use criterion::{black_box, criterion_group, criterion_main, Criterion};
use notes_tree_server::build_tree;
use notes_tree_server::tree::count_notes;

fn seed(root: &std::path::Path, folders: usize, notes_per_folder: usize) {
    for f in 0..folders {
        let dir = root.join(format!("folder-{f:03}")).join("nested");
        std::fs::create_dir_all(&dir).unwrap();
        for n in 0..notes_per_folder {
            std::fs::write(dir.join(format!("note-{n:03}.md")), "body").unwrap();
            std::fs::write(dir.join(format!("attachment-{n:03}.png")), [0u8]).unwrap();
        }
    }
}

fn bench_build_tree(c: &mut Criterion) {
    let dir = tempfile::tempdir().unwrap();
    seed(dir.path(), 50, 40);
    c.bench_function("build_tree_50x40", |b| {
        b.iter(|| {
            let tree = build_tree(dir.path()).unwrap();
            black_box(count_notes(&tree))
        });
    });

    let order: Vec<String> = (0..50).rev().map(|f| format!("folder-{f:03}")).collect();
    std::fs::write(dir.path().join(".metadata.json"), serde_json::json!({ "order": order }).to_string()).unwrap();
    c.bench_function("build_tree_50x40_sidecar", |b| {
        b.iter(|| black_box(build_tree(dir.path()).unwrap().len()));
    });
}

criterion_group!(benches, bench_build_tree);
criterion_main!(benches);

Exercise: Within the records above, count the lines that include the string "unwrap"; state the number and nothing else.

Task response: 7